Saturday, January 09, 2010

Tumor markers

I looked at the tumor markers last, after having noted that my glucose levels are even higher than before (139) and there is some calcification in a couple of heart valves, although they are functioning normally. And, as usual, my RBC’s are at the lowest end of the normal range. But then, the tumor markers. BOTH higher than the last three times—a good bit higher. Could this so-called lymphedema in my neck really be a tumor? Susan ordered a CT (a bit early, maybe a lot early). She clearly suspects something, and now the elevated tumor markers.
At first I just sat here very numb. Then all of a sudden I had to pee. Getting up to pee while hooked up to the IV infusion of Zometa was a distraction for a few minutes, but then, back to my seat and a look at the tumor marker results again. I think these results are the highest they’ve ever been.
Suddenly the bottom of my stomach drops. My body is registering what my brain has already realized. I’m consciously trying to prevent my mind from leaping ahead to the what-ifs—but my breathing is shallow and I’m feeling tense and tingly all over.
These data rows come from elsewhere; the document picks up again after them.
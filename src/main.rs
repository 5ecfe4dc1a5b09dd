// algotty: terminal algorithm visualizer with step-trace playback

use std::fs;
use std::io;
use std::path::Path;
use std::process::exit;

use crossterm::{
    execute,
    terminal::{disable_raw_mode, enable_raw_mode, EnterAlternateScreen, LeaveAlternateScreen},
};
use ratatui::{backend::CrosstermBackend, Terminal};

use algotty::input;
use algotty::producer::{backtracking, graph, huffman, searching, sorting};
use algotty::step::Trace;
use algotty::ui::App;

fn print_usage(program_name: &str) {
    eprintln!("Usage: {} <algorithm> <input...>", program_name);
    eprintln!();
    eprintln!("Algorithms:");
    eprintln!("  bubble|selection|insertion|quick|merge <array>");
    eprintln!("  linear|binary <array> <target>");
    eprintln!("  bfs|dfs|dijkstra|prim <graph-file> [start-node]");
    eprintln!("  kruskal <graph-file>");
    eprintln!("  queens <n>");
    eprintln!("  sudoku <board-file>");
    eprintln!("  huffman <symbol:weight,...>");
    eprintln!();
    eprintln!("Examples:");
    eprintln!("  {} bubble 5,3,8,1", program_name);
    eprintln!("  {} binary 10,20,30,40,50,60,70,80,90 50", program_name);
    eprintln!("  {} dijkstra demos/graph.txt 0", program_name);
    eprintln!("  {} queens 8", program_name);
    eprintln!("  {} huffman a:5,b:9,c:12,d:13,e:16,f:45", program_name);
}

fn main() -> Result<(), Box<dyn std::error::Error>> {
    let args: Vec<String> = std::env::args().collect();
    let program_name = args.first().map(|s| s.as_str()).unwrap_or("algotty");

    if args.len() < 3 {
        eprintln!("Error: expected an algorithm and its input");
        eprintln!();
        print_usage(program_name);
        exit(1);
    }

    let algorithm = args[1].as_str();
    let rest = &args[2..];

    let trace = match build_trace(algorithm, rest) {
        Ok(trace) => trace,
        Err(message) => {
            eprintln!("Error: {}", message);
            eprintln!();
            print_usage(program_name);
            exit(1);
        }
    };

    eprintln!("Recorded {} steps.", trace.len());

    // Set up terminal
    enable_raw_mode()?;
    let mut stdout = io::stdout();
    execute!(stdout, EnterAlternateScreen)?;
    let backend = CrosstermBackend::new(stdout);
    let mut terminal = Terminal::new(backend)?;

    // Create and run app
    let mut app = App::new(trace, algorithm.to_string());
    let res = app.run(&mut terminal);

    // Restore terminal
    disable_raw_mode()?;
    execute!(terminal.backend_mut(), LeaveAlternateScreen)?;
    terminal.show_cursor()?;

    if let Err(err) = res {
        eprintln!("Error: {:?}", err);
    }

    Ok(())
}

/// Parse the input and run the chosen producer.  Errors are returned as
/// display-ready strings because each stage already formats its own.
fn build_trace(algorithm: &str, rest: &[String]) -> Result<Trace, String> {
    match algorithm {
        "bubble" | "selection" | "insertion" | "quick" | "merge" => {
            let values = input::parse_array(&rest.join(" ")).map_err(|e| e.to_string())?;
            let trace = match algorithm {
                "bubble" => sorting::bubble_sort(&values),
                "selection" => sorting::selection_sort(&values),
                "insertion" => sorting::insertion_sort(&values),
                "quick" => sorting::quicksort(&values),
                _ => sorting::merge_sort(&values),
            };
            trace.map_err(|e| e.to_string())
        }

        "linear" | "binary" => {
            if rest.len() < 2 {
                return Err(format!("{} expects <array> <target>", algorithm));
            }
            let (target_text, array_args) = rest.split_last().unwrap();
            let values = input::parse_array(&array_args.join(" ")).map_err(|e| e.to_string())?;
            let target = input::parse_target(target_text).map_err(|e| e.to_string())?;
            let trace = if algorithm == "linear" {
                searching::linear_search(&values, target)
            } else {
                searching::binary_search(&values, target)
            };
            trace.map_err(|e| e.to_string())
        }

        "bfs" | "dfs" | "dijkstra" | "prim" | "kruskal" => {
            let text = read_input_file(&rest[0])?;
            let parsed = input::parse_graph(&text).map_err(|e| e.to_string())?;
            let start = match rest.get(1) {
                Some(text) => text
                    .parse::<usize>()
                    .map_err(|_| format!("'{}' is not a valid start node", text))?,
                None => 0,
            };
            let trace = match algorithm {
                "bfs" => graph::bfs(&parsed, start),
                "dfs" => graph::dfs(&parsed, start),
                "dijkstra" => graph::dijkstra(&parsed, start),
                "prim" => graph::prim(&parsed, start),
                _ => graph::kruskal(&parsed),
            };
            trace.map_err(|e| e.to_string())
        }

        "queens" => {
            let n = rest[0]
                .parse::<usize>()
                .map_err(|_| format!("'{}' is not a valid board size", rest[0]))?;
            backtracking::n_queens(n).map_err(|e| e.to_string())
        }

        "sudoku" => {
            let text = read_input_file(&rest[0])?;
            let board = input::parse_board(&text).map_err(|e| e.to_string())?;
            backtracking::sudoku(&board).map_err(|e| e.to_string())
        }

        "huffman" => {
            let weights = input::parse_weights(&rest.join(" ")).map_err(|e| e.to_string())?;
            huffman::huffman(&weights).map_err(|e| e.to_string())
        }

        _ => Err(format!("unknown algorithm '{}'", algorithm)),
    }
}

fn read_input_file(path: &str) -> Result<String, String> {
    if !Path::new(path).exists() {
        return Err(format!("file '{}' not found", path));
    }
    fs::read_to_string(path).map_err(|e| format!("cannot read '{}': {}", path, e))
}
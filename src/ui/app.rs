//! Main TUI application state and logic

use crate::playback::{Controller, RunStatus, Sink};
use crate::step::{Snapshot, Step, Trace};
use crossterm::event::{self, Event, KeyCode, KeyEvent, KeyEventKind};
use ratatui::{
    backend::Backend,
    layout::{Constraint, Direction, Layout},
    style::Style,
    widgets::{Block, Borders, Paragraph},
    Frame, Terminal,
};
use std::cell::RefCell;
use std::io;
use std::rc::Rc;
use std::time::{Duration, Instant};

use super::panes;
use super::theme::DEFAULT_THEME;

/// What the sink has received so far: the latest step plus the narration log.
#[derive(Default)]
pub struct ViewState {
    pub last_step: Option<Step>,
    pub log: Vec<String>,
}

impl ViewState {
    fn clear(&mut self) {
        self.last_step = None;
        self.log.clear();
    }
}

/// The sink registered with the playback controller; shares the view state
/// with the app through an `Rc`.
struct ViewSink(Rc<RefCell<ViewState>>);

impl Sink for ViewSink {
    fn on_step(&mut self, step: &Step, _status: RunStatus) {
        let mut view = self.0.borrow_mut();
        view.log
            .push(format!("{:>5}  {}", step.index, step.description));
        view.last_step = Some(step.clone());
    }
}

/// The main application state
pub struct App {
    /// Playback controller driving the run
    controller: Controller,

    /// The recorded trace, retained so a reset can replay it
    trace: Trace,

    /// State shared with the registered sink
    view: Rc<RefCell<ViewState>>,

    /// Title shown while no step has been emitted yet
    title: String,

    /// Current speed multiplier
    speed: f64,

    /// Log pane scroll offset; `usize::MAX` sticks to the bottom
    log_scroll: usize,

    /// Whether the app should quit
    pub should_quit: bool,

    /// Status message to display
    pub status_message: String,
}

impl App {
    /// Create a new app around a recorded trace.
    pub fn new(trace: Trace, title: String) -> Self {
        let view = Rc::new(RefCell::new(ViewState::default()));
        let mut controller = Controller::new();
        controller.subscribe(Box::new(ViewSink(view.clone())));

        App {
            controller,
            trace,
            view,
            title,
            speed: 1.0,
            log_scroll: usize::MAX,
            should_quit: false,
            status_message: String::from("Ready! Press Space to play"),
        }
    }

    /// Run the TUI application
    pub fn run<B: Backend>(&mut self, terminal: &mut Terminal<B>) -> io::Result<()> {
        loop {
            terminal.draw(|f| self.render(f))?;

            if self.should_quit {
                break;
            }

            if self.controller.tick(Instant::now()) {
                self.log_scroll = usize::MAX;
                if self.controller.status().status == RunStatus::Completed {
                    self.status_message = "Playback complete".to_string();
                }
            }

            // Poll with a timeout so scheduled advances keep firing
            if event::poll(Duration::from_millis(50))? {
                if let Event::Key(key) = event::read()? {
                    if key.kind == KeyEventKind::Press {
                        self.handle_key_event(key);
                    }
                }
            }
        }

        Ok(())
    }

    /// Render the UI
    fn render(&mut self, frame: &mut Frame) {
        let size = frame.area();

        let main_chunks = Layout::default()
            .direction(Direction::Vertical)
            .constraints([Constraint::Min(0), Constraint::Length(1)])
            .split(size);

        let pane_area = main_chunks[0];
        let status_area = main_chunks[1];

        // Left: algorithm state. Right: narration log above the progress gauge.
        let columns = Layout::default()
            .direction(Direction::Horizontal)
            .constraints([Constraint::Percentage(58), Constraint::Percentage(42)])
            .split(pane_area);

        let right_rows = Layout::default()
            .direction(Direction::Vertical)
            .constraints([Constraint::Min(0), Constraint::Length(3)])
            .split(columns[1]);

        let view = self.view.borrow();
        match &view.last_step {
            Some(step) => self.render_visual_pane(frame, columns[0], step),
            None => {
                let block = Block::default()
                    .borders(Borders::ALL)
                    .title(format!(" {} ", self.title))
                    .border_style(Style::default().fg(DEFAULT_THEME.border_normal));
                let placeholder = Paragraph::new(format!(
                    "\n  {} steps recorded.\n\n  Press Space to play.",
                    self.trace.len()
                ))
                .style(Style::default().fg(DEFAULT_THEME.comment))
                .block(block);
                frame.render_widget(placeholder, columns[0]);
            }
        }

        let mut log_scroll = self.log_scroll;
        panes::render_log_pane(frame, right_rows[0], &view.log, &mut log_scroll);
        panes::render_progress_pane(frame, right_rows[1], view.last_step.as_ref());
        drop(view);
        self.log_scroll = log_scroll;

        panes::render_status_bar(
            frame,
            status_area,
            &self.status_message,
            self.controller.status(),
            self.speed,
        );
    }

    /// Pick the visual pane that matches the snapshot family.
    fn render_visual_pane(
        &self,
        frame: &mut Frame,
        area: ratatui::layout::Rect,
        step: &Step,
    ) {
        match &step.snapshot {
            Snapshot::Array { .. }
            | Snapshot::ArrayMerge { .. }
            | Snapshot::SearchBracket { .. }
            | Snapshot::SearchScan { .. } => panes::render_array_pane(frame, area, step),
            Snapshot::Graph { .. } => panes::render_graph_pane(frame, area, step),
            Snapshot::Board { .. } | Snapshot::Grid { .. } => {
                panes::render_board_pane(frame, area, step)
            }
            Snapshot::Forest { .. } => panes::render_forest_pane(frame, area, step),
        }
    }

    /// Handle keyboard events
    fn handle_key_event(&mut self, key: KeyEvent) {
        match key.code {
            KeyCode::Char('q') | KeyCode::Char('Q') => {
                self.should_quit = true;
            }
            KeyCode::Char(' ') => {
                self.toggle_playback();
            }
            KeyCode::Right => {
                self.manual_step();
            }
            KeyCode::Char('+') | KeyCode::Char('=') => {
                self.speed = self.controller.set_speed(self.speed * 2.0);
                self.status_message = format!("Speed x{:.2}", self.speed);
            }
            KeyCode::Char('-') => {
                self.speed = self.controller.set_speed(self.speed / 2.0);
                self.status_message = format!("Speed x{:.2}", self.speed);
            }
            KeyCode::Char('r') | KeyCode::Char('R') => {
                self.controller.cancel();
                self.view.borrow_mut().clear();
                self.log_scroll = usize::MAX;
                self.status_message = "Reset".to_string();
            }
            KeyCode::Enter => {
                self.jump_to_end();
            }
            KeyCode::Up => {
                if self.log_scroll == usize::MAX {
                    self.log_scroll = self.view.borrow().log.len().saturating_sub(1);
                }
                self.log_scroll = self.log_scroll.saturating_sub(1);
            }
            KeyCode::Down => {
                self.log_scroll = self.log_scroll.saturating_add(1);
            }
            _ => {}
        }
    }

    fn toggle_playback(&mut self) {
        match self.controller.status().status {
            RunStatus::Running => {
                if self.controller.pause().is_ok() {
                    self.status_message = "Paused".to_string();
                }
            }
            RunStatus::Paused => {
                if self.controller.resume(Instant::now()).is_ok() {
                    self.status_message = "Playing...".to_string();
                }
            }
            RunStatus::Idle | RunStatus::Completed | RunStatus::Cancelled => {
                self.restart();
                self.status_message = "Playing...".to_string();
            }
        }
    }

    fn manual_step(&mut self) {
        let status = self.controller.status().status;
        if !status.is_active() {
            // Start a fresh run, paused, so stepping inspects from step 0
            self.restart();
            let _ = self.controller.pause();
        }

        match self.controller.step_once(Instant::now()) {
            Ok(()) => {
                self.log_scroll = usize::MAX;
                self.status_message = "Stepped".to_string();
            }
            Err(e) => {
                self.status_message = format!("Cannot step: {}", e);
            }
        }
    }

    fn jump_to_end(&mut self) {
        if !self.controller.status().status.is_active() {
            self.restart();
        }

        let total = self.controller.status().total_steps;
        let mut guard = 0;
        while self.controller.status().status.is_active() && guard <= total {
            if self.controller.step_once(Instant::now()).is_err() {
                break;
            }
            guard += 1;
        }
        self.log_scroll = usize::MAX;
        self.status_message = "Jumped to end".to_string();
    }

    /// Discard any finished run and start the retained trace from the top.
    fn restart(&mut self) {
        self.controller.cancel();
        self.view.borrow_mut().clear();
        self.log_scroll = usize::MAX;
        if let Err(e) = self.controller.start(self.trace.clone(), self.speed) {
            self.status_message = format!("Cannot start: {}", e);
        }
    }
}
Now my eyes are starting to water.
There’s a mournful hymn playing on the CD player. Rock of Ages played on a guitar—slowly, quietly. I’m here by myself in this chair, surround by the familiar chemo room sights and sounds, strangely comforting.
Every time I think about those tumor markers, my chest tightens. Whoa, Nelly. Don’t jump off the cliff yet. Wait to see what the “experts” say. Is this why I’m seeing Dr. Williams next time instead of Susan? Here I am connecting the dots, leaping to conclusions, preparing for the worst. Susan even mentioned that Dr. Williams might want to adjust my therapy (if the CT showed something). Obviously she’s suspicious of the lump in my neck, and so am I. And Dr. Marika is at a loss to explain why it’s not resolving. Could it be that it’s not only lymphedema? Oh, my. Oh, my.
Another mournful hymn playing. We Gather Together to Ask the Lord’s Blessing. Probably someone else would hear it as being played sweetly, or poignantly, but to me it’s mournful.
People are taking pictures today of people sitting in the chemo chairs. Something for the scrapbook, I guess, when they are all well again. I have no such desire.
Turn on a dime. Emotions, that is. From feeling good, although a bit curious and slightly apprehensive about this lump to now I’m in limbo again—semi-expecting the worst.
Damn this disease.

1 Comments:

At 10:01 AM, Blogger Jane Hatley said...

Gwendie, this is powerful, powerful stuff.